Hi,
What is the difference between Unity Plugin and Unity package except that Unity Pro is required for a Unity Plugin?
Thanks!
Hi,
What is the difference between Unity Plugin and Unity package except that Unity Pro is required for a Unity Plugin?
Thanks!
Afaik, plugins are compiled librarys, which you can call from your code. Packages are packs that you can import and export in unity (code, assets etc). Things you download from asset store are packages.
A Package is a zip file that is specifically meant to be unzipped and place its contents in your Unity project file. (Literally, they’re zip files with a different extension). It can contain images, script files, sounds, etc. It can also contain plugins, incidentally.
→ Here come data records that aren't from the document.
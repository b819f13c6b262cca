//! Build host runtime classification.
//!
//! A project declares, through its file format, which runtime can load it:
//! SDK-style projects need the modern managed runtime, legacy projects need
//! the desktop framework on Windows or Mono elsewhere. The kind is chosen
//! once per project and a host process never changes kind.

use crate::error::{BuildHostError, Result};
use std::fmt;
use std::path::Path;
use tracing::debug;

/// Which runtime a build host process runs under.
#[derive(Debug, Clone, Copy, PartialEq, Eq, Hash)]
pub enum BuildHostProcessKind {
    /// Modern managed runtime (`dotnet` launcher).
    NetCore,
    /// Legacy desktop framework; the host runs as its own executable.
    NetFramework,
    /// Mono runtime (`mono` launcher).
    Mono,
}

impl fmt::Display for BuildHostProcessKind {
    fn fmt(&self, f: &mut fmt::Formatter<'_>) -> fmt::Result {
        let name = match self {
            BuildHostProcessKind::NetCore => "NetCore",
            BuildHostProcessKind::NetFramework => "NetFramework",
            BuildHostProcessKind::Mono => "Mono",
        };
        write!(f, "{name}")
    }
}

/// Classify the host kind a project file requires.
///
/// Solution files always go to the modern runtime; project XML is sniffed
/// for the SDK-style shape.
pub fn kind_for_project_file(path: &Path) -> Result<BuildHostProcessKind> {
    if path
        .extension()
        .is_some_and(|ext| ext.eq_ignore_ascii_case("sln"))
    {
        return Ok(BuildHostProcessKind::NetCore);
    }

    let contents = std::fs::read_to_string(path).map_err(|e| BuildHostError::Io {
        message: "read project file".to_string(),
        path: Some(path.to_path_buf()),
        source: Some(e),
    })?;

    let kind = kind_for_project_contents(&contents);
    debug!("classified {} as {}", path.display(), kind);
    Ok(kind)
}

/// Classify from project XML already in memory.
pub fn kind_for_project_contents(contents: &str) -> BuildHostProcessKind {
    if is_sdk_style(contents) {
        BuildHostProcessKind::NetCore
    } else if cfg!(windows) {
        BuildHostProcessKind::NetFramework
    } else {
        // Legacy projects off Windows need Mono's MSBuild.
        BuildHostProcessKind::Mono
    }
}

/// An SDK-style project declares `Sdk=` on its `<Project>` element or an
/// `<Sdk>` child element; legacy projects carry `ToolsVersion` and the
/// full msbuild namespace instead.
fn is_sdk_style(contents: &str) -> bool {
    contents.contains("Sdk=\"") || contents.contains("Sdk='") || contents.contains("<Sdk ")
}
//! Loosely-typed scalar values crossing the RPC boundary.
//!
//! The wire protocol only ever carries four shapes: string, integer,
//! boolean, and null (which doubles as the void result). A closed enum
//! keeps the contract explicit instead of passing open `serde_json::Value`
//! trees around.

use crate::error::{Result, RpcError};
use serde::{Deserialize, Serialize};

/// A scalar argument or result value.
///
/// Serializes untagged, so the JSON form is the plain scalar
/// (`null`, `true`, `42`, `"text"`).
#[derive(Debug, Clone, PartialEq, Eq, Serialize, Deserialize)]
#[serde(untagged)]
pub enum RpcValue {
    Null,
    Bool(bool),
    Int(i64),
    String(String),
}

impl Default for RpcValue {
    fn default() -> Self {
        RpcValue::Null
    }
}

impl RpcValue {
    /// Name of the contained shape, for diagnostics.
    pub fn type_name(&self) -> &'static str {
        match self {
            RpcValue::Null => "null",
            RpcValue::Bool(_) => "bool",
            RpcValue::Int(_) => "int",
            RpcValue::String(_) => "string",
        }
    }

    pub fn is_null(&self) -> bool {
        matches!(self, RpcValue::Null)
    }

    /// Consume the value as a string.
    pub fn into_string(self) -> Result<String> {
        match self {
            RpcValue::String(s) => Ok(s),
            other => Err(RpcError::TypeMismatch {
                expected: "string",
                actual: other.type_name(),
            }),
        }
    }

    pub fn as_str(&self) -> Option<&str> {
        match self {
            RpcValue::String(s) => Some(s.as_str()),
            _ => None,
        }
    }

    pub fn as_int(&self) -> Option<i64> {
        match self {
            RpcValue::Int(n) => Some(*n),
            _ => None,
        }
    }

    pub fn as_bool(&self) -> Option<bool> {
        match self {
            RpcValue::Bool(b) => Some(*b),
            _ => None,
        }
    }
}

impl From<&str> for RpcValue {
    fn from(value: &str) -> Self {
        RpcValue::String(value.to_string())
    }
}

impl From<String> for RpcValue {
    fn from(value: String) -> Self {
        RpcValue::String(value)
    }
}

impl From<i64> for RpcValue {
    fn from(value: i64) -> Self {
        RpcValue::Int(value)
    }
}

impl From<i32> for RpcValue {
    fn from(value: i32) -> Self {
        RpcValue::Int(value as i64)
    }
}

impl From<bool> for RpcValue {
    fn from(value: bool) -> Self {
        RpcValue::Bool(value)
    }
}

impl<T: Into<RpcValue>> From<Option<T>> for RpcValue {
    fn from(value: Option<T>) -> Self {
        match value {
            Some(inner) => inner.into(),
            None => RpcValue::Null,
        }
    }
}

/// Conversion from a wire value into the caller's expected type.
///
/// A mismatch is a hard error (`RpcError::TypeMismatch`); callers never
/// receive a silently-coerced value.
pub trait FromRpcValue: Sized {
    fn from_rpc_value(value: RpcValue) -> Result<Self>;
}

impl FromRpcValue for RpcValue {
    fn from_rpc_value(value: RpcValue) -> Result<Self> {
        Ok(value)
    }
}

impl FromRpcValue for String {
    fn from_rpc_value(value: RpcValue) -> Result<Self> {
        value.into_string()
    }
}

impl FromRpcValue for i64 {
    fn from_rpc_value(value: RpcValue) -> Result<Self> {
        value.as_int().ok_or(RpcError::TypeMismatch {
            expected: "int",
            actual: value.type_name(),
        })
    }
}

impl FromRpcValue for i32 {
    fn from_rpc_value(value: RpcValue) -> Result<Self> {
        let wide = i64::from_rpc_value(value)?;
        i32::try_from(wide).map_err(|_| RpcError::TypeMismatch {
            expected: "i32",
            actual: "int out of range",
        })
    }
}

impl FromRpcValue for bool {
    fn from_rpc_value(value: RpcValue) -> Result<Self> {
        value.as_bool().ok_or(RpcError::TypeMismatch {
            expected: "bool",
            actual: value.type_name(),
        })
    }
}

/// Void results arrive as `Null`.
impl FromRpcValue for () {
    fn from_rpc_value(value: RpcValue) -> Result<Self> {
        match value {
            RpcValue::Null => Ok(()),
            other => Err(RpcError::TypeMismatch {
                expected: "null",
                actual: other.type_name(),
            }),
        }
    }
}
//! RPC transport between a workspace and its build host processes.
//!
//! A build host is a separate process that loads MSBuild-style project
//! files; the workspace talks to it over the host's stdin/stdout pipes.
//! This crate provides the pieces on both sides of that pipe:
//!
//! - [`DuplexStreamPair`] — the two byte streams of one connection;
//! - length-prefixed JSON framing and wire types ([`protocol`]);
//! - [`RpcServer`] — runs inside the host, dispatching string-named method
//!   calls to registered target objects;
//! - [`RpcClient`] — runs in the workspace, multiplexing many concurrent
//!   calls over the single connection.
//!
//! Exactly one connection exists per spawned process. Calls complete in
//! whatever order the host finishes them; correlation is by request id,
//! never by position.

pub mod cancel;
pub mod client;
pub mod error;
pub mod protocol;
pub mod server;
pub mod stream;
pub mod value;

pub use cancel::{CancellationToken, CancelledError};
pub use client::RpcClient;
pub use error::{Result, RpcError};
pub use server::{MethodHandler, MethodRegistry, RpcServer, RpcTarget, TargetId};
pub use stream::DuplexStreamPair;
pub use value::{FromRpcValue, RpcValue};
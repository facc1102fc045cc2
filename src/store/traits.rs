//! Unified `Database` trait: single async interface for all persistence.

use async_trait::async_trait;
use serde_json::{Map, Value};
use uuid::Uuid;

use super::model::{LeadRecord, WebhookRegistration};
use crate::error::DatabaseError;

/// Backend-agnostic database trait covering leads, webhooks, and settings.
#[async_trait]
pub trait Database: Send + Sync {
    /// Run all pending schema migrations.
    async fn run_migrations(&self) -> Result<(), DatabaseError>;

    // ── Leads ───────────────────────────────────────────────────────

    /// Store a new lead with a server-assigned id and timestamp, not deleted.
    async fn insert_lead(&self, fields: &Map<String, Value>) -> Result<LeadRecord, DatabaseError>;

    /// Get a lead by ID, whether trashed or not.
    async fn get_lead(&self, id: Uuid) -> Result<Option<LeadRecord>, DatabaseError>;

    /// All leads with the given trash flag, newest first.
    async fn list_leads(&self, deleted: bool) -> Result<Vec<LeadRecord>, DatabaseError>;

    /// Flag a lead as deleted. Returns false if no such lead.
    async fn move_lead_to_trash(&self, id: Uuid) -> Result<bool, DatabaseError>;

    /// Clear a lead's deleted flag. Returns false if no such lead.
    async fn restore_lead_from_trash(&self, id: Uuid) -> Result<bool, DatabaseError>;

    /// Remove a lead for good. Returns false if no such lead.
    async fn delete_lead_permanently(&self, id: Uuid) -> Result<bool, DatabaseError>;

    /// Remove every trashed lead. Returns the number removed.
    async fn empty_trash(&self) -> Result<usize, DatabaseError>;

    // ── Webhooks ────────────────────────────────────────────────────

    /// Register a webhook. New registrations are active.
    async fn create_webhook(
        &self,
        name: &str,
        url: &str,
    ) -> Result<WebhookRegistration, DatabaseError>;

    /// All registrations, oldest first.
    async fn list_webhooks(&self) -> Result<Vec<WebhookRegistration>, DatabaseError>;

    /// Registrations with `active = true`.
    async fn list_active_webhooks(&self) -> Result<Vec<WebhookRegistration>, DatabaseError>;

    /// Set a registration's active flag. Returns false if no such webhook.
    async fn set_webhook_active(&self, id: Uuid, active: bool) -> Result<bool, DatabaseError>;

    /// Delete a registration. Returns false if no such webhook.
    async fn delete_webhook(&self, id: Uuid) -> Result<bool, DatabaseError>;

    // ── Settings ────────────────────────────────────────────────────

    /// Get a settings document by key.
    async fn get_setting(&self, key: &str) -> Result<Option<Value>, DatabaseError>;

    /// Create or replace a settings document.
    async fn set_setting(&self, key: &str, value: &Value) -> Result<(), DatabaseError>;
}
//! Solar Quote: quote funnel service with lead storage, webhook fan-out
//! and an admin back office.

pub mod admin;
pub mod app;
pub mod config;
pub mod error;
pub mod funnel;
pub mod store;
pub mod submission;
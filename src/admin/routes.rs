//! REST endpoints for the admin back office and public site settings.

use std::sync::Arc;

use axum::extract::{Path, Query, State};
use axum::http::StatusCode;
use axum::response::IntoResponse;
use axum::routing::{delete, get, post, put};
use axum::{Json, Router};
use secrecy::SecretString;
use serde::Deserialize;
use serde_json::{Value, json};
use tracing::info;
use uuid::Uuid;

use super::auth::{AdminAuth, require_bearer_auth};
use crate::app::ApiError;
use crate::error::WebhookError;
use crate::store::{Database, LeadRecord, SettingKey, WebhookRegistration};

/// Shared state for admin and site routes.
#[derive(Clone)]
pub struct AdminRouteState {
    pub db: Arc<dyn Database>,
}

#[derive(Debug, Deserialize)]
struct LeadsQuery {
    #[serde(default)]
    deleted: bool,
}

#[derive(Debug, Deserialize)]
struct CreateWebhookRequest {
    name: String,
    url: String,
}

#[derive(Debug, Deserialize)]
struct WebhookActiveRequest {
    active: bool,
}

#[derive(Debug, Deserialize)]
struct AssetUrlRequest {
    #[serde(default)]
    url: String,
}

#[derive(Debug, Deserialize)]
struct GtmRequest {
    snippet: String,
}

// ── Validation ──────────────────────────────────────────────────────

/// Absolute http(s) URL with a host.
fn is_web_url(candidate: &str) -> bool {
    reqwest::Url::parse(candidate)
        .map(|url| matches!(url.scheme(), "http" | "https") && url.host_str().is_some())
        .unwrap_or(false)
}

fn validate_webhook(name: &str, url: &str) -> Result<(String, String), WebhookError> {
    let name = name.trim();
    let url = url.trim();
    if name.chars().count() < 2 {
        return Err(WebhookError::InvalidRegistration(
            "name must be at least 2 characters".into(),
        ));
    }
    if !is_web_url(url) {
        return Err(WebhookError::InvalidRegistration(format!(
            "'{url}' is not a valid http(s) URL"
        )));
    }
    Ok((name.to_string(), url.to_string()))
}

/// Branding URLs may be cleared with an empty string.
fn validate_asset_url(url: &str) -> Result<String, ApiError> {
    let url = url.trim();
    if url.is_empty() || is_web_url(url) {
        Ok(url.to_string())
    } else {
        Err(ApiError::bad_request(format!("'{url}' is not a valid http(s) URL")))
    }
}

fn branding_key(raw: &str) -> Result<SettingKey, ApiError> {
    match raw.parse::<SettingKey>() {
        Ok(key @ (SettingKey::LogoUrl | SettingKey::FaviconUrl)) => Ok(key),
        Ok(SettingKey::Gtm) => Err(ApiError::not_found("use /api/admin/gtm for the tag manager snippet")),
        Err(e) => Err(ApiError::not_found(e)),
    }
}

async fn read_setting(db: &dyn Database, key: SettingKey) -> Result<Option<String>, ApiError> {
    Ok(db
        .get_setting(key.as_str())
        .await?
        .and_then(|doc| key.extract(&doc)))
}

async fn write_setting(db: &dyn Database, key: SettingKey, value: &str) -> Result<Value, ApiError> {
    let doc = key.document(value);
    db.set_setting(key.as_str(), &doc).await?;
    info!(key = %key, "Site setting updated");
    Ok(doc)
}

// ── Leads ───────────────────────────────────────────────────────────

/// GET /api/admin/leads?deleted=bool
async fn list_leads(
    State(state): State<AdminRouteState>,
    Query(query): Query<LeadsQuery>,
) -> Result<Json<Vec<LeadRecord>>, ApiError> {
    Ok(Json(state.db.list_leads(query.deleted).await?))
}

fn found_or_404(found: bool, what: &str, id: Uuid) -> Result<StatusCode, ApiError> {
    if found {
        Ok(StatusCode::NO_CONTENT)
    } else {
        Err(ApiError::not_found(format!("{what} {id} not found")))
    }
}

/// POST /api/admin/leads/{id}/trash
async fn trash_lead(
    State(state): State<AdminRouteState>,
    Path(id): Path<Uuid>,
) -> Result<StatusCode, ApiError> {
    let found = state.db.move_lead_to_trash(id).await?;
    if found {
        info!(lead_id = %id, "Lead moved to trash");
    }
    found_or_404(found, "lead", id)
}

/// POST /api/admin/leads/{id}/restore
async fn restore_lead(
    State(state): State<AdminRouteState>,
    Path(id): Path<Uuid>,
) -> Result<StatusCode, ApiError> {
    let found = state.db.restore_lead_from_trash(id).await?;
    found_or_404(found, "lead", id)
}

/// DELETE /api/admin/leads/{id}
async fn delete_lead(
    State(state): State<AdminRouteState>,
    Path(id): Path<Uuid>,
) -> Result<StatusCode, ApiError> {
    let found = state.db.delete_lead_permanently(id).await?;
    if found {
        info!(lead_id = %id, "Lead permanently deleted");
    }
    found_or_404(found, "lead", id)
}

/// DELETE /api/admin/trash
async fn empty_trash(State(state): State<AdminRouteState>) -> Result<impl IntoResponse, ApiError> {
    let deleted = state.db.empty_trash().await?;
    Ok(Json(json!({ "deletedCount": deleted })))
}

// ── Webhooks ────────────────────────────────────────────────────────

/// GET /api/admin/webhooks
async fn list_webhooks(
    State(state): State<AdminRouteState>,
) -> Result<Json<Vec<WebhookRegistration>>, ApiError> {
    Ok(Json(state.db.list_webhooks().await?))
}

/// POST /api/admin/webhooks
async fn create_webhook(
    State(state): State<AdminRouteState>,
    Json(req): Json<CreateWebhookRequest>,
) -> Result<(StatusCode, Json<WebhookRegistration>), ApiError> {
    let (name, url) = validate_webhook(&req.name, &req.url)?;
    let hook = state.db.create_webhook(&name, &url).await?;
    info!(webhook_id = %hook.id, name = %hook.name, "Webhook registered");
    Ok((StatusCode::CREATED, Json(hook)))
}

/// PUT /api/admin/webhooks/{id}/active
async fn set_webhook_active(
    State(state): State<AdminRouteState>,
    Path(id): Path<Uuid>,
    Json(req): Json<WebhookActiveRequest>,
) -> Result<StatusCode, ApiError> {
    let found = state.db.set_webhook_active(id, req.active).await?;
    if found {
        info!(webhook_id = %id, active = req.active, "Webhook status changed");
    }
    found_or_404(found, "webhook", id)
}

/// DELETE /api/admin/webhooks/{id}
async fn delete_webhook(
    State(state): State<AdminRouteState>,
    Path(id): Path<Uuid>,
) -> Result<StatusCode, ApiError> {
    let found = state.db.delete_webhook(id).await?;
    found_or_404(found, "webhook", id)
}

// ── Settings ────────────────────────────────────────────────────────

/// GET /api/admin/settings/{key}
async fn get_branding(
    State(state): State<AdminRouteState>,
    Path(key): Path<String>,
) -> Result<Json<Value>, ApiError> {
    let key = branding_key(&key)?;
    let url = read_setting(state.db.as_ref(), key).await?.unwrap_or_default();
    Ok(Json(key.document(&url)))
}

/// PUT /api/admin/settings/{key}
async fn put_branding(
    State(state): State<AdminRouteState>,
    Path(key): Path<String>,
    Json(req): Json<AssetUrlRequest>,
) -> Result<Json<Value>, ApiError> {
    let key = branding_key(&key)?;
    let url = validate_asset_url(&req.url)?;
    Ok(Json(write_setting(state.db.as_ref(), key, &url).await?))
}

/// GET /api/admin/gtm
async fn get_gtm(State(state): State<AdminRouteState>) -> Result<Json<Value>, ApiError> {
    let snippet = read_setting(state.db.as_ref(), SettingKey::Gtm)
        .await?
        .unwrap_or_default();
    Ok(Json(SettingKey::Gtm.document(&snippet)))
}

/// PUT /api/admin/gtm
async fn put_gtm(
    State(state): State<AdminRouteState>,
    Json(req): Json<GtmRequest>,
) -> Result<Json<Value>, ApiError> {
    if req.snippet.trim().is_empty() {
        return Err(ApiError::bad_request("snippet must not be empty"));
    }
    Ok(Json(
        write_setting(state.db.as_ref(), SettingKey::Gtm, &req.snippet).await?,
    ))
}

/// GET /api/site/settings
///
/// Public: the page shell needs the tag manager snippet and branding.
async fn site_settings(State(state): State<AdminRouteState>) -> Result<Json<Value>, ApiError> {
    let db = state.db.as_ref();
    let gtm = read_setting(db, SettingKey::Gtm).await?;
    let logo = read_setting(db, SettingKey::LogoUrl).await?;
    let favicon = read_setting(db, SettingKey::FaviconUrl).await?;
    Ok(Json(json!({
        "gtmHeadSnippet": gtm,
        "logoUrl": logo,
        "faviconUrl": favicon,
    })))
}

/// Build the public site-settings route.
pub fn site_routes(state: AdminRouteState) -> Router {
    Router::new()
        .route("/api/site/settings", get(site_settings))
        .with_state(state)
}

/// Build the admin REST routes behind the bearer guard.
pub fn admin_routes(state: AdminRouteState, token: Option<SecretString>) -> Router {
    Router::new()
        .route("/api/admin/leads", get(list_leads))
        .route("/api/admin/leads/{id}", delete(delete_lead))
        .route("/api/admin/leads/{id}/trash", post(trash_lead))
        .route("/api/admin/leads/{id}/restore", post(restore_lead))
        .route("/api/admin/trash", delete(empty_trash))
        .route("/api/admin/webhooks", get(list_webhooks).post(create_webhook))
        .route("/api/admin/webhooks/{id}", delete(delete_webhook))
        .route("/api/admin/webhooks/{id}/active", put(set_webhook_active))
        .route("/api/admin/settings/{key}", get(get_branding).put(put_branding))
        .route("/api/admin/gtm", get(get_gtm).put(put_gtm))
        .route_layer(axum::middleware::from_fn_with_state(
            AdminAuth::new(token),
            require_bearer_auth,
        ))
        .with_state(state)
}
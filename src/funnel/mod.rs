//! Quote funnel: step graph, controller, sessions and HTTP surface.

pub mod analytics;
pub mod controller;
pub mod graph;
pub mod record;
pub mod routes;
pub mod session;
pub mod step;

pub use analytics::{AnalyticsSink, FunnelEvent, MemoryAnalytics, TracingAnalytics};
pub use controller::{FunnelController, FunnelStatus, Navigation};
pub use graph::StepGraph;
pub use record::{AnswerRecord, PropertyType};
pub use session::{FunnelSession, FunnelSessions, FunnelView, SubmitOutcome};
pub use step::{StepDefinition, StepKind};
impl FunnelSession {
    pub fn new(controller: FunnelController, gateway: Arc<SubmissionGateway>) -> Self {
        Self {
            id: Uuid::new_v4(),
            controller: Arc::new(Mutex::new(controller)),
            timer: Mutex::new(None),
            last_activity: Mutex::new(Instant::now()),
            gateway,
        }
    }

    pub fn id(&self) -> Uuid {
        self.id
    }

    pub async fn view(&self) -> FunnelView {
        let controller = self.controller.lock().await;
        FunnelView::of(self.id, &controller)
    }

    pub async fn status(&self) -> FunnelStatus {
        self.controller.lock().await.status()
    }

    /// Time since the last client request.
    pub async fn idle_for(&self) -> Duration {
        self.last_activity.lock().await.elapsed()
    }

    /// Arm the timer for the first step, if it is an interstitial.
    pub async fn arm(&self) {
        let controller = self.controller.lock().await;
        self.rearm(&controller).await;
    }

    pub async fn advance(&self) -> Result<Navigation, FunnelError> {
        self.navigate(FunnelController::advance).await
    }

    pub async fn retreat(&self) -> Result<Navigation, FunnelError> {
        self.navigate(FunnelController::retreat).await
    }

    /// Abandon the run. Nothing is persisted.
    pub async fn exit(&self) {
        let mut controller = self.controller.lock().await;
        controller.exit();
        self.rearm(&controller).await;
    }

    /// Answer a step according to its kind.
    ///
    /// Contact steps submit the lead, and repeat that answer after a lead is
    /// stored. Every other kind records the value and moves on.
    pub async fn answer(&self, step_id: &str, value: &Value) -> Result<AnswerOutcome, Error> {
        self.touch().await;
        let kind = {
            let controller = self.controller.lock().await;
            controller.graph().get(step_id).map(|s| s.kind)
        };

        if kind == Some(StepKind::Contact) {
            let values = value.as_object().cloned().unwrap_or_default();
            return self
                .submit_contact(step_id, &values)
                .await
                .map(AnswerOutcome::Submission);
        }

        let mut controller = self.controller.lock().await;
        let nav = match kind {
            Some(StepKind::Slider) => controller.submit_slider(step_id, value),
            Some(StepKind::Text) => {
                let text = match value {
                    Value::Null => String::new(),
                    Value::String(s) => s.clone(),
                    other => other.to_string(),
                };
                controller.submit_text(step_id, &text)
            }
            _ => match value.as_str() {
                Some(choice) => controller.select_and_advance(step_id, choice),
                None => Err(FunnelError::InvalidOption {
                    step_id: step_id.to_string(),
                    value: value.to_string(),
                }),
            },
        }?;
        self.rearm(&controller).await;
        Ok(AnswerOutcome::Navigated(nav))
    }

    /// Validate contact details and persist the lead, at most once.
    ///
    /// The controller lock is released while the lead is written, so a
    /// concurrent call observes the in-flight flag and returns `InFlight`.
    pub async fn submit_contact(
        &self,
        step_id: &str,
        values: &Map<String, Value>,
    ) -> Result<SubmitOutcome, Error> {
        self.touch().await;
        let record = {
            let mut controller = self.controller.lock().await;
            let handoff = controller.begin_submission(step_id, values)?;
            self.rearm(&controller).await;
            match handoff {
                ContactHandoff::Ready(record) => record,
                ContactHandoff::InFlight => {
                    debug!(session_id = %self.id, "Submission already in flight, ignoring");
                    return Ok(SubmitOutcome::InFlight);
                }
                ContactHandoff::AlreadySubmitted(lead_id) => {
                    return Ok(SubmitOutcome::AlreadySubmitted(lead_id));
                }
            }
        };

        let result = self.gateway.submit(&record).await;

        let mut controller = self.controller.lock().await;
        match result {
            Ok(receipt) => {
                controller.complete_submission(receipt.id)?;
                self.rearm(&controller).await;
                info!(session_id = %self.id, lead_id = %receipt.id, "Funnel lead submitted");
                Ok(SubmitOutcome::Submitted(receipt))
            }
            Err(e) => {
                controller.abort_submission(&e.to_string());
                self.rearm(&controller).await;
                Err(e.into())
            }
        }
    }

    async fn navigate(
        &self,
        op: fn(&mut FunnelController) -> Result<Navigation, FunnelError>,
    ) -> Result<Navigation, FunnelError> {
        self.touch().await;
        let mut controller = self.controller.lock().await;
        let nav = op(&mut controller)?;
        self.rearm(&controller).await;
        Ok(nav)
    }

    async fn touch(&self) {
        *self.last_activity.lock().await = Instant::now();
    }

    /// Replace the pending timer with one for the current step, if any.
    ///
    /// Called with the controller lock held so the armed generation matches
    /// the state just produced.
    async fn rearm(&self, controller: &FunnelController) {
        let mut timer = self.timer.lock().await;
        if let Some(handle) = timer.take() {
            handle.abort();
        }
        if let Some(pending) = controller.pending_auto_advance() {
            *timer = Some(spawn_auto_advance(self.id, Arc::clone(&self.controller), pending));
        }
    }
}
A plugin is a DLL, or dynamic link library. It is purely code. Moreover, it is native code. There are certain things that are not exposed by Unity’s API, stuff along the lines of hardware drivers, and DLL’s are the only way to access those things. Since DLL’s are native, they also provide moderately higher performance than the scripting languages in Unity. This is a major reason why some computation-heavy things like AI engines are sometimes distributed in DLL’s/Plugins.
The main reason plugins are Pro-only is because they’re something of a “window to everything”. Unity enables you to do a lot of stuff, let’s say 95% of whatever you need to do, but not quite everything. Plugins allow you to do the last 5%, and that last 5% is usually pretty pro-level stuff.
Thank you for your response!!!
I know you can code in C#, JavaScript and Boo in order to write files for a Unity package. Which languages do you typically use for writing plugins?
Also, plugins are Pro-only in terms of that I can write a plugin only in Unity Pro right? Can I write a plugin in Pro and can someone else use it in the Unity Free?
Thanks!
C++ is the common one (probably the only one? I’m not sure).
No; you can only use a plugin in Pro. Pro does not, in fact, have the ability to actually create DLL’s. They are compiled elsewhere (via command line or through an IDE like Visual Studio or XCode) and imported.
(One more minor nuance: not all DLL’s are necessarily Pro-only plugins. It’s possible to compile C# code into a DLL, and I believe Free can use those plugins. This is mostly done to save compile time when changing scripts, or to prevent the code from being accessed/modified. (Often used in middleware packages so the asset’s author can keep control of the asset’s source code.) )
Thanks for an awesome answer!
So as I see this, if I write a plugin in C#, I can write it in Free and it will work on Unity Free. If I want to write a plugin in C++ (to save compile time and stuff), I gotta write a plugin in Pro and use it in Pro-only. Correct?
How is a package with a C# file different from a DLL with a C# file inside? (in terms of usage and performance) Lets say I would like to introduce a new tab in Unity (like when I use a Unity Editor), would you implement this in a package or in a plugin?
You don’t make (compile) plugins in Unity, you make them with IDEs (or command line). C# plugins work in free, C and C++ in pro.
Packages store files, dlls store code. Dll code is already compiled, so unity doesn’t have to do that. Also I think that you can compile dlls with something else than Mono (what unity uses for compiling), for example later .NET versions. IMO the main reason to use plugins, is when you need performance, or you want to hide your source code. Chances are, you don’t need to worry about either for a while, so you don’t need to worry about plugins.
You would do new editor stuff in a normal script, without need to think about packages or plugins. If you want to sell your editor stuff in the store or send it to your friend, you would export it as a package. If you want to hide your source code, you would first compile the script into a dll, put that into your project and then export the package.
Hello, following this old thread, and if I am not wrong the summary is: the Packages are built with C# scripts, also can include any multimedia files, and accessible by both Unity Free and Unity Pro (paid). On the other hand the Plugins are developed with C/C++(.dll), and only (of course) contains the code. Moreover, the Plugins are only assessible by Unity Pro.
I will happy if someone could answer my query.
Everything in this thread about the different between the free version and Unity Pro should be entirely trashed, because they reworked the licensing model entirely since the last comment here. There is now virtually no functional difference between them; it’s pretty much just the splash screen and certain services.
Packages have also evolved significantly since then, given that the Packages window did not exist. The “packages” discussed in this thread are an entirely different thing to what “Packages” means now. Old= a .unityPackage file which is essentially a zip file that puts a bunch of files in your Assets folder, after which point the package itself has no effect on anything. New= a system that installs, manages, and updates sets of code/assets which are maintained OUTSIDE the Assets folder.
tldr: forget everything you learned from this thread, it’s all wrong now.
@StarManta , thanks a lot for your explanation. I just entered into the graphics domain, so many questions, so many new things! So, I can easily develop a plugin now and import to unity to make it work.